Vice provost aims for faculty diversity
Vice provost for academic initiatives Denise Anthony, who assumed the position last October, has been entrusted to help retain and recruit a diverse faculty at the College. Anthony’s new position was publicized during College President Phil Hanlon’s “Moving Dartmouth Forward” speech late last month, in which he also said the College has committed $1 million per year to further this diversity initiative.
Anthony, the former chair of the sociology department, has a four-year appointment as vice provost for academic initiatives, and said that faculty diversity is important for students’ education.
“To the extent that we are an educational institution and really training the next generation of thinkers and leaders, it is also necessary to have a diverse faculty to be training those leaders to recognize the value of diversity,” Anthony said.
Her goal, she said, is to increase recruitment and retention for underrepresented groups such as African Americans, Hispanics, Native Americans and Asian Americans in a variety of fields and women in science. Any time a department does a faculty search, that department works with the dean to create a search committee. The $1 million in annual funds will go in part toward increasing resources for department search committees, such as websites and literature on unconscious bias that search committees can utilize before they commence a search, she said.

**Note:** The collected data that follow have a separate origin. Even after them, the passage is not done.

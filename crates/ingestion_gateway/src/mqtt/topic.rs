use common::domain::{DomainError, DomainResult};

const READINGS_SUFFIX: &str = "readings";

/// Topic filter matching every device's readings under `prefix`.
pub fn readings_subscription(prefix: &str) -> String {
    format!("{}/+/{}", prefix.trim_end_matches('/'), READINGS_SUFFIX)
}

/// Extract the device id from a topic of the form `{prefix}/{device_id}/readings`.
///
/// ```
/// use ingestion_gateway::mqtt::parse_readings_topic;
///
/// let device_id = parse_readings_topic("carechain/devices", "carechain/devices/pump-7/readings").unwrap();
/// assert_eq!(device_id, "pump-7");
/// ```
pub fn parse_readings_topic(prefix: &str, topic: &str) -> DomainResult<String> {
    let prefix = prefix.trim_end_matches('/');
    let rest = topic
        .strip_prefix(prefix)
        .and_then(|rest| rest.strip_prefix('/'))
        .ok_or_else(|| {
            DomainError::ValidationError(format!(
                "topic '{}' is outside prefix '{}'",
                topic, prefix
            ))
        })?;

    let parts: Vec<&str> = rest.split('/').collect();
    match parts.as_slice() {
        [device_id, suffix] if *suffix == READINGS_SUFFIX => {
            let device_id = device_id.trim();
            if device_id.is_empty() {
                return Err(DomainError::ValidationError(
                    "device id cannot be empty in topic".to_string(),
                ));
            }
            Ok(device_id.to_string())
        }
        _ => Err(DomainError::ValidationError(format!(
            "invalid topic '{}': expected '{}/{{device_id}}/{}'",
            topic, prefix, READINGS_SUFFIX
        ))),
    }
}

These resources will be available to any department.
Success for the program would mean an increase in the number of underrepresented faculty and in their retention, along with the full engagement of those faculty members.
Anthony said that she has been receiving suggestions and feedback from a variety of faculty members.

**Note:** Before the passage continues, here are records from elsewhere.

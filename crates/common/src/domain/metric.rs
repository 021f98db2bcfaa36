use crate::domain::result::{DomainError, DomainResult};
use serde::{Deserialize, Serialize};
use std::fmt;
use std::ops::RangeInclusive;
use std::str::FromStr;

const MMOL_PER_L_TO_MG_PER_DL: f64 = 18.0;
const KPA_TO_MMHG: f64 = 7.50062;

/// Vital sign kinds the pipeline understands.
///
/// Each kind has one canonical unit; readings in other accepted units are
/// converted before they leave the normalizer.
#[derive(Debug, Clone, Copy, PartialEq, Eq, Hash, PartialOrd, Ord, Serialize, Deserialize)]
#[serde(rename_all = "snake_case")]
pub enum MetricKind {
    HeartRate,
    BloodGlucose,
    BloodPressure,
    BodyTemperature,
    Spo2,
    RespiratoryRate,
}

impl MetricKind {
    pub const ALL: [MetricKind; 6] = [
        MetricKind::HeartRate,
        MetricKind::BloodGlucose,
        MetricKind::BloodPressure,
        MetricKind::BodyTemperature,
        MetricKind::Spo2,
        MetricKind::RespiratoryRate,
    ];

    pub fn as_str(&self) -> &'static str {
        match self {
            MetricKind::HeartRate => "heart_rate",
            MetricKind::BloodGlucose => "blood_glucose",
            MetricKind::BloodPressure => "blood_pressure",
            MetricKind::BodyTemperature => "body_temperature",
            MetricKind::Spo2 => "spo2",
            MetricKind::RespiratoryRate => "respiratory_rate",
        }
    }

    pub fn canonical_unit(&self) -> &'static str {
        match self {
            MetricKind::HeartRate => "bpm",
            MetricKind::BloodGlucose => "mg/dL",
            MetricKind::BloodPressure => "mmHg",
            MetricKind::BodyTemperature => "°C",
            MetricKind::Spo2 => "%",
            MetricKind::RespiratoryRate => "breaths/min",
        }
    }

    /// Physiologically plausible values in canonical units. Anything outside
    /// is a broken sensor or a tampered payload, not a patient state.
    pub fn plausible_range(&self) -> RangeInclusive<f64> {
        match self {
            MetricKind::HeartRate => 20.0..=300.0,
            MetricKind::BloodGlucose => 10.0..=1000.0,
            MetricKind::BloodPressure => 20.0..=300.0,
            MetricKind::BodyTemperature => 25.0..=45.0,
            MetricKind::Spo2 => 0.0..=100.0,
            MetricKind::RespiratoryRate => 0.0..=80.0,
        }
    }

    /// Convert `value` expressed in `unit` into this metric's canonical unit.
    pub fn to_canonical(&self, value: f64, unit: &str) -> DomainResult<f64> {
        let normalized = unit.trim().to_lowercase();
        let converted = match (self, normalized.as_str()) {
            (MetricKind::HeartRate, "bpm" | "beats/min" | "/min") => Some(value),

            (MetricKind::BloodGlucose, "mg/dl") => Some(value),
            (MetricKind::BloodGlucose, "mmol/l") => Some(value * MMOL_PER_L_TO_MG_PER_DL),

            (MetricKind::BloodPressure, "mmhg") => Some(value),
            (MetricKind::BloodPressure, "kpa") => Some(value * KPA_TO_MMHG),

            (MetricKind::BodyTemperature, "°c" | "c" | "degc" | "celsius") => Some(value),
            (MetricKind::BodyTemperature, "°f" | "f" | "degf" | "fahrenheit") => {
                Some((value - 32.0) * 5.0 / 9.0)
            }
            (MetricKind::BodyTemperature, "k" | "kelvin") => Some(value - 273.15),

            (MetricKind::Spo2, "%" | "percent") => Some(value),
            (MetricKind::Spo2, "ratio" | "fraction") => Some(value * 100.0),

            (MetricKind::RespiratoryRate, "breaths/min" | "br/min" | "rpm") => Some(value),

            _ => None,
        };

        converted.ok_or_else(|| DomainError::UnsupportedUnit {
            metric: self.as_str().to_string(),
            unit: unit.to_string(),
        })
    }
}

impl fmt::Display for MetricKind {
    fn fmt(&self, f: &mut fmt::Formatter<'_>) -> fmt::Result {
        f.write_str(self.as_str())
    }
}

impl FromStr for MetricKind {
    type Err = DomainError;

    fn from_str(s: &str) -> Result<Self, Self::Err> {
        let wanted = s.trim().to_lowercase();
        MetricKind::ALL
            .into_iter()
            .find(|kind| kind.as_str() == wanted)
            .ok_or_else(|| DomainError::ValidationError(format!("unknown metric kind: {}", s)))
    }
}

#[cfg(test)]
mod tests {
    use super::*;

    #[test]
    fn test_parse_metric_kind() {
        assert_eq!(
            "heart_rate".parse::<MetricKind>().unwrap(),
            MetricKind::HeartRate
        );
        assert_eq!(" SpO2 ".parse::<MetricKind>().unwrap(), MetricKind::Spo2);
        assert!(matches!(
            "mood".parse::<MetricKind>(),
            Err(DomainError::ValidationError(_))
        ));
    }

    #[test]
    fn test_display_matches_serde_name() {
        for kind in MetricKind::ALL {
            let json = serde_json::to_string(&kind).unwrap();
            assert_eq!(json, format!("\"{}\"", kind));
        }
    }

    #[test]
    fn test_fahrenheit_to_celsius() {
        let celsius = MetricKind::BodyTemperature
            .to_canonical(98.6, "°F")
            .unwrap();
        assert!((celsius - 37.0).abs() < 1e-9);
    }

    #[test]
    fn test_glucose_mmol_to_mg() {
        let mg = MetricKind::BloodGlucose.to_canonical(5.5, "mmol/L").unwrap();
        assert!((mg - 99.0).abs() < 1e-9);
    }

    #[test]
    fn test_canonical_unit_is_identity() {
        for kind in MetricKind::ALL {
            let value = kind.to_canonical(42.0, kind.canonical_unit()).unwrap();
            assert_eq!(value, 42.0, "{} canonical unit should not convert", kind);
        }
    }

    #[test]
    fn test_unknown_unit_is_unsupported() {
        let result = MetricKind::HeartRate.to_canonical(72.0, "hz");
        assert!(matches!(
            result,
            Err(DomainError::UnsupportedUnit { ref metric, ref unit })
                if metric == "heart_rate" && unit == "hz"
        ));
    }
}
mod bus;
mod cache;
mod repository;

pub use bus::*;
pub use cache::*;
pub use repository::*;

The College has been looking at other universities for inspiration, although Anthony declined to name any specific institutions.

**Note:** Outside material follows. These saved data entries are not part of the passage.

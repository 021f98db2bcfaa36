use crate::domain::{ApplyOutcome, DomainEventProcessor};
use anyhow::Context;
use common::domain::{Delivery, DomainError, EventSubscriber};
use futures::{FutureExt, StreamExt};
use std::collections::HashMap;
use std::panic::AssertUnwindSafe;
use std::sync::Arc;
use std::time::Duration;
use tokio::sync::{mpsc, OwnedSemaphorePermit, Semaphore};
use tokio::task::JoinSet;
use tokio_util::sync::CancellationToken;
use tracing::{debug, error, info, warn, Instrument};

const FETCH_ERROR_BACKOFF: Duration = Duration::from_secs(1);

#[derive(Debug, Clone)]
pub struct WorkerPoolConfig {
    /// Deliveries buffered or in processing across all partitions. The
    /// dispatcher stops pulling from the bus while the limit is reached.
    pub max_buffered_deliveries: usize,
    /// A partition worker with nothing to do for this long retires.
    pub idle_timeout: Duration,
}

impl Default for WorkerPoolConfig {
    fn default() -> Self {
        Self {
            max_buffered_deliveries: 1024,
            idle_timeout: Duration::from_secs(300),
        }
    }
}

/// Fans one durable subscription out to one worker task per device.
///
/// Devices are processed in parallel; deliveries of one device are processed
/// one at a time in the order the bus handed them out. Each delivery is acked
/// once it has been applied or skipped and nak'd when processing fails.
/// Partition queues are unbounded so a slow device never blocks dispatch to
/// the others; the pool-wide buffer limit bounds memory instead.
pub struct PartitionedWorkerPool {
    subscriber: Arc<dyn EventSubscriber>,
    processor: Arc<DomainEventProcessor>,
    config: WorkerPoolConfig,
}

/// A delivery plus its slot in the pool-wide buffer.
struct Queued {
    delivery: Delivery,
    _permit: OwnedSemaphorePermit,
}

struct Partitions {
    senders: HashMap<String, mpsc::UnboundedSender<Queued>>,
    /// Deliveries that arrived while their partition's worker was retiring.
    parked: HashMap<String, Vec<Queued>>,
    workers: JoinSet<String>,
}

impl PartitionedWorkerPool {
    pub fn new(
        subscriber: Arc<dyn EventSubscriber>,
        processor: Arc<DomainEventProcessor>,
        config: WorkerPoolConfig,
    ) -> Self {
        Self {
            subscriber,
            processor,
            config,
        }
    }

    /// Dispatch until cancelled or the subscription ends, then wait for the
    /// in-flight deliveries. Buffered ones are left unacknowledged.
    pub async fn run(self, token: CancellationToken) -> anyhow::Result<()> {
        let mut stream = self
            .subscriber
            .subscribe_all()
            .await
            .context("failed to subscribe to vitals events")?;

        info!(
            max_buffered_deliveries = self.config.max_buffered_deliveries,
            idle_timeout_secs = self.config.idle_timeout.as_secs(),
            "partitioned worker pool started"
        );

        let buffer = Arc::new(Semaphore::new(self.config.max_buffered_deliveries.max(1)));
        let mut partitions = Partitions {
            senders: HashMap::new(),
            parked: HashMap::new(),
            workers: JoinSet::new(),
        };
        let mut reserved: Option<OwnedSemaphorePermit> = None;

        loop {
            let permit = match reserved.take() {
                Some(permit) => permit,
                None => tokio::select! {
                    biased;

                    _ = token.cancelled() => {
                        debug!("cancellation received, stopping dispatch");
                        break;
                    }
                    Some(finished) = partitions.workers.join_next(), if !partitions.workers.is_empty() => {
                        self.on_join(finished, &mut partitions, &token);
                        continue;
                    }
                    permit = Arc::clone(&buffer).acquire_owned() => match permit {
                        Ok(permit) => permit,
                        Err(_) => break,
                    },
                },
            };

            tokio::select! {
                biased;

                _ = token.cancelled() => {
                    debug!("cancellation received, stopping dispatch");
                    break;
                }
                Some(finished) = partitions.workers.join_next(), if !partitions.workers.is_empty() => {
                    self.on_join(finished, &mut partitions, &token);
                    reserved = Some(permit);
                }
                next = stream.next() => match next {
                    Some(Ok(delivery)) => self.dispatch(
                        Queued { delivery, _permit: permit },
                        &mut partitions,
                        &token,
                    ),
                    Some(Err(e)) => {
                        warn!(error = %e, "failed to receive deliveries");
                        reserved = Some(permit);
                        tokio::select! {
                            _ = token.cancelled() => break,
                            _ = tokio::time::sleep(FETCH_ERROR_BACKOFF) => {}
                        }
                    }
                    None => {
                        info!("subscription ended");
                        break;
                    }
                },
            }
        }

        let Partitions {
            senders,
            parked,
            mut workers,
        } = partitions;
        drop(senders);
        drop(parked);

        info!(workers = workers.len(), "waiting for partition workers");
        while let Some(finished) = workers.join_next().await {
            if let Err(e) = finished {
                error!(error = %e, "partition worker failed");
            }
        }

        info!("partitioned worker pool stopped");
        Ok(())
    }

    fn on_join(
        &self,
        finished: Result<String, tokio::task::JoinError>,
        partitions: &mut Partitions,
        token: &CancellationToken,
    ) {
        match finished {
            Ok(key) => self.on_worker_exit(key, partitions, token),
            // Workers catch panics per delivery, so this only happens on abort.
            Err(e) => error!(error = %e, "partition worker failed"),
        }
    }

    fn dispatch(&self, queued: Queued, partitions: &mut Partitions, token: &CancellationToken) {
        let key = queued.delivery.partition_key().to_string();

        if let Some(parked) = partitions.parked.get_mut(&key) {
            parked.push(queued);
            return;
        }

        let sender = match partitions.senders.get(&key) {
            Some(sender) => sender.clone(),
            None => self.spawn_worker(key.clone(), partitions, token),
        };

        if let Err(mpsc::error::SendError(queued)) = sender.send(queued) {
            // The worker closed its channel on idle and is still draining.
            debug!(partition = %key, "parking delivery until retiring worker exits");
            partitions.parked.insert(key, vec![queued]);
        }
    }

    fn on_worker_exit(&self, key: String, partitions: &mut Partitions, token: &CancellationToken) {
        partitions.senders.remove(&key);

        let Some(parked) = partitions.parked.remove(&key) else {
            return;
        };

        debug!(partition = %key, parked = parked.len(), "respawning partition worker");
        let sender = self.spawn_worker(key, partitions, token);
        for queued in parked {
            if sender.send(queued).is_err() {
                return;
            }
        }
    }

    fn spawn_worker(
        &self,
        key: String,
        partitions: &mut Partitions,
        token: &CancellationToken,
    ) -> mpsc::UnboundedSender<Queued> {
        let (sender, receiver) = mpsc::unbounded_channel();
        partitions.senders.insert(key.clone(), sender.clone());

        debug!(partition = %key, "spawning partition worker");
        partitions.workers.spawn(run_partition_worker(
            key,
            receiver,
            Arc::clone(&self.processor),
            self.config.idle_timeout,
            token.clone(),
        ));

        sender
    }
}

async fn run_partition_worker(
    key: String,
    mut receiver: mpsc::UnboundedReceiver<Queued>,
    processor: Arc<DomainEventProcessor>,
    idle_timeout: Duration,
    token: CancellationToken,
) -> String {
    loop {
        let next = tokio::select! {
            biased;
            _ = token.cancelled() => break,
            next = tokio::time::timeout(idle_timeout, receiver.recv()) => next,
        };

        match next {
            Ok(Some(queued)) => handle_delivery(&processor, queued.delivery).await,
            Ok(None) => break,
            Err(_) => {
                // Refuse new sends, then finish whatever slipped in meanwhile.
                receiver.close();
                while let Some(queued) = receiver.recv().await {
                    if token.is_cancelled() {
                        break;
                    }
                    handle_delivery(&processor, queued.delivery).await;
                }
                debug!(partition = %key, "partition worker retired after idling");
                break;
            }
        }
    }

    key
}

async fn handle_delivery(processor: &DomainEventProcessor, delivery: Delivery) {
    let span = delivery.span().clone();

    async move {
        let result = AssertUnwindSafe(processor.apply(&delivery.event))
            .catch_unwind()
            .await
            .unwrap_or_else(|_| {
                Err(DomainError::ProcessingError(
                    "event processing panicked".to_string(),
                ))
            });

        match result {
            Ok(outcome) => {
                if let ApplyOutcome::Skipped(reason) = &outcome {
                    debug!(reason = reason.as_str(), "acknowledging skipped event");
                }
                if let Err(e) = delivery.ack().await {
                    warn!(error = %e, "failed to acknowledge delivery");
                }
            }
            Err(e) => {
                if e.is_transient() {
                    warn!(error = %e, attempt = delivery.delivery_attempt, "processing failed, requesting redelivery");
                } else {
                    error!(error = %e, attempt = delivery.delivery_attempt, "processing failed, requesting redelivery");
                }
                if let Err(nak_error) = delivery.nak(&e.to_string()).await {
                    warn!(error = %nak_error, "failed to nak delivery");
                }
            }
        }
    }
    .instrument(span)
    .await
}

Prior to her appointment, Anthony headed the faculty advisor committee for the College’s strategic planning process and served as research director for Dartmouth’s Institute for Security, Technology and Society, a College-affiliated group that pursues research in information privacy and security.
Anthony said she meets with faculty and staff from the Geisel School of Medicine and the Thayer School of Engineering daily to talk about diversity on a student and staff level.
Chair of the African and African American studies program and English professor Gretchen Gerzina, who has been teaching at the College for 10 years, said that she thinks faculty of color leave Dartmouth for a variety of reasons — the relative isolation of campus, the inability for the partners of some professors to secure a job in the area and the draw of bigger institutions who might have attributes, such as a multitude of graduate students, that the College cannot offer.
“If Dartmouth wants to keep somebody, they have the means to do it,” Gerzina said. “The question is if the reasons people are leaving are personal reasons that Dartmouth can’t address.”
Dartmouth’s faculty across all schools is 84 percent white and 61 percent male, according to the Fall 2013 College Fact Book, the most recent year available. The Geisel School of Medicine’s faculty is 89 percent white, while the faculties at the Thayer School of Engineering and Tuck School of Business are 82 and 75 percent male, respectively, according to the Fact Book.
Gerzina said that having a diverse faculty helps expose students to other important viewpoints.
“We live in a big world,” she said.“We are expected to go into that world and make changes, and if we can’t represent some [part of] that world here and get a diversity of views and representations then students aren’t very well prepared to face the global-wide community.”
Assistant professor of physics and astronomy Chandrasekhar Ramanathan said that acknowledging the issue is the first step in addressing the problem.
Ramanathan said that, for him, the College environment is comfortable, but added that the lack of diversity makes it harder to form connections with a broader community. A large part of encouraging the recruitment and retention of minority faculty is providing a comfortable environment on a work, living and community level, Ramanathan said.
Between 2006 and 2013, Yale University had a faculty diversity initiative, which focused on increasing the number of underrepresented minority faculty members and women in science. The initiative set the hiring goal of 30 minority and 30 female professors from 2006 until June 2013. As of February 2013, the University was able to retain 22 minority and 18 female faculty members, one year after the university hired 56 minority and 30 female faculty members.
Anthony’s academic initiatives also include international objectives, such as global programs and research activities.